**ASSIGNMENT:**
Across all the entries, how many lines hold "clock"? Answer with that number and nothing else.
<<<<
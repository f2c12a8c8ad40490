//! Moment - a single instant with calendar and clock views
//!
//! A `Moment` stores exactly one thing: an absolute UTC instant with
//! nanosecond precision. The calendar date and time-of-day are derived from
//! it on demand, so the three views can never disagree.
//!
//! Time-zone-aware inputs are normalised to UTC at construction. Naive
//! calendar fields are interpreted as UTC unless an explicit offset is given.

use crate::storage::error::{StoreError, StoreResult};
use chrono::{
    DateTime, Duration, FixedOffset, NaiveDate, NaiveDateTime, NaiveTime, SecondsFormat,
    TimeZone, Utc,
};
use serde::{Deserialize, Serialize};
use std::cmp::Ordering;
use std::fmt;
use std::str::FromStr;

const NANOS_PER_SECOND: u32 = 1_000_000_000;

/// One point in time
///
/// Equality, ordering and hashing are all defined on the absolute instant.
#[derive(Debug, Clone, Copy, PartialEq, Eq, PartialOrd, Ord, Hash, Serialize, Deserialize)]
#[serde(transparent)]
pub struct Moment {
    instant: DateTime<Utc>,
}

impl Moment {
    /// Create a moment from an absolute UTC instant
    pub fn from_instant(instant: DateTime<Utc>) -> Self {
        Self { instant }
    }

    /// Create a moment from any time-zone-aware datetime
    pub fn from_datetime<Tz: TimeZone>(datetime: DateTime<Tz>) -> Self {
        Self {
            instant: datetime.with_timezone(&Utc),
        }
    }

    /// Create a moment from UTC calendar and clock fields
    pub fn from_calendar(
        year: i32,
        month: u32,
        day: u32,
        hour: u32,
        minute: u32,
        second: u32,
    ) -> StoreResult<Self> {
        Self::from_calendar_nanos(year, month, day, hour, minute, second, 0)
    }

    /// Create a moment from UTC calendar and clock fields with a sub-second part
    pub fn from_calendar_nanos(
        year: i32,
        month: u32,
        day: u32,
        hour: u32,
        minute: u32,
        second: u32,
        nanos: u32,
    ) -> StoreResult<Self> {
        let naive = validate_fields(year, month, day, hour, minute, second, nanos)?;
        Ok(Self {
            instant: naive.and_utc(),
        })
    }

    /// Create a moment from calendar fields expressed in a fixed UTC offset
    pub fn from_local_calendar(
        year: i32,
        month: u32,
        day: u32,
        hour: u32,
        minute: u32,
        second: u32,
        offset: FixedOffset,
    ) -> StoreResult<Self> {
        let naive = validate_fields(year, month, day, hour, minute, second, 0)?;
        // Valid local fields can still land outside the representable UTC range.
        naive
            .checked_sub_signed(offset_duration(offset))
            .map(|utc| Self::from_instant(utc.and_utc()))
            .ok_or(StoreError::InvalidCalendarValue {
                field: "year",
                value: i64::from(year),
            })
    }

    /// Create a moment from Unix milliseconds
    pub fn from_unix_millis(millis: i64) -> StoreResult<Self> {
        DateTime::from_timestamp_millis(millis)
            .map(Self::from_instant)
            .ok_or(StoreError::InvalidCalendarValue {
                field: "unix_millis",
                value: millis,
            })
    }

    /// The current wall-clock time
    pub fn now() -> Self {
        Self::from_instant(Utc::now())
    }

    /// Absolute instant
    pub fn instant(&self) -> DateTime<Utc> {
        self.instant
    }

    /// Calendar date (UTC)
    pub fn date(&self) -> NaiveDate {
        self.instant.date_naive()
    }

    /// Time of day (UTC), including the sub-second remainder
    pub fn time_of_day(&self) -> NaiveTime {
        self.instant.time()
    }

    /// Calendar date as seen from a fixed UTC offset
    ///
    /// Saturates at `NaiveDate::MIN` / `NaiveDate::MAX` for instants at the
    /// edge of the representable range.
    pub fn date_in(&self, offset: FixedOffset) -> NaiveDate {
        match self
            .instant
            .naive_utc()
            .checked_add_signed(offset_duration(offset))
        {
            Some(local) => local.date(),
            None if offset.local_minus_utc() > 0 => NaiveDate::MAX,
            None => NaiveDate::MIN,
        }
    }

    /// Milliseconds since the Unix epoch
    pub fn unix_millis(&self) -> i64 {
        self.instant.timestamp_millis()
    }

    /// Three-way comparison on the absolute instant
    pub fn compare(&self, other: &Moment) -> Ordering {
        self.instant.cmp(&other.instant)
    }
}

impl From<DateTime<Utc>> for Moment {
    fn from(instant: DateTime<Utc>) -> Self {
        Self::from_instant(instant)
    }
}

impl fmt::Display for Moment {
    fn fmt(&self, f: &mut fmt::Formatter<'_>) -> fmt::Result {
        write!(f, "{}", self.instant.to_rfc3339_opts(SecondsFormat::AutoSi, true))
    }
}

impl FromStr for Moment {
    type Err = StoreError;

    /// Accepts RFC 3339, naive ISO 8601 datetimes (read as UTC) and bare dates
    fn from_str(s: &str) -> Result<Self, Self::Err> {
        let s = s.trim();

        if let Ok(dt) = DateTime::parse_from_rfc3339(s) {
            return Ok(Self::from_datetime(dt));
        }

        for fmt in ["%Y-%m-%dT%H:%M:%S%.f", "%Y-%m-%d %H:%M:%S%.f"] {
            if let Ok(naive) = NaiveDateTime::parse_from_str(s, fmt) {
                return Ok(Self::from_instant(naive.and_utc()));
            }
        }

        if let Some(midnight) = NaiveDate::parse_from_str(s, "%Y-%m-%d")
            .ok()
            .and_then(|date| date.and_hms_opt(0, 0, 0))
        {
            return Ok(Self::from_instant(midnight.and_utc()));
        }

        Err(StoreError::Parse(format!("Could not parse timestamp: {}", s)))
    }
}

fn offset_duration(offset: FixedOffset) -> Duration {
    Duration::seconds(i64::from(offset.local_minus_utc()))
}

fn validate_fields(
    year: i32,
    month: u32,
    day: u32,
    hour: u32,
    minute: u32,
    second: u32,
    nanos: u32,
) -> StoreResult<NaiveDateTime> {
    let invalid = |field: &'static str, value: u32| StoreError::InvalidCalendarValue {
        field,
        value: i64::from(value),
    };

    if !(1..=12).contains(&month) {
        return Err(invalid("month", month));
    }
    NaiveDate::from_ymd_opt(year, month, 1).ok_or(StoreError::InvalidCalendarValue {
        field: "year",
        value: i64::from(year),
    })?;
    let date = NaiveDate::from_ymd_opt(year, month, day).ok_or_else(|| invalid("day", day))?;

    if hour >= 24 {
        return Err(invalid("hour", hour));
    }
    if minute >= 60 {
        return Err(invalid("minute", minute));
    }
    // Leap seconds are not representable as calendar input.
    if second >= 60 {
        return Err(invalid("second", second));
    }
    if nanos >= NANOS_PER_SECOND {
        return Err(invalid("nanosecond", nanos));
    }

    let time = NaiveTime::from_hms_nano_opt(hour, minute, second, nanos)
        .ok_or_else(|| invalid("second", second))?;
    Ok(NaiveDateTime::new(date, time))
}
>>>>
**RESPONSE BOX:**
4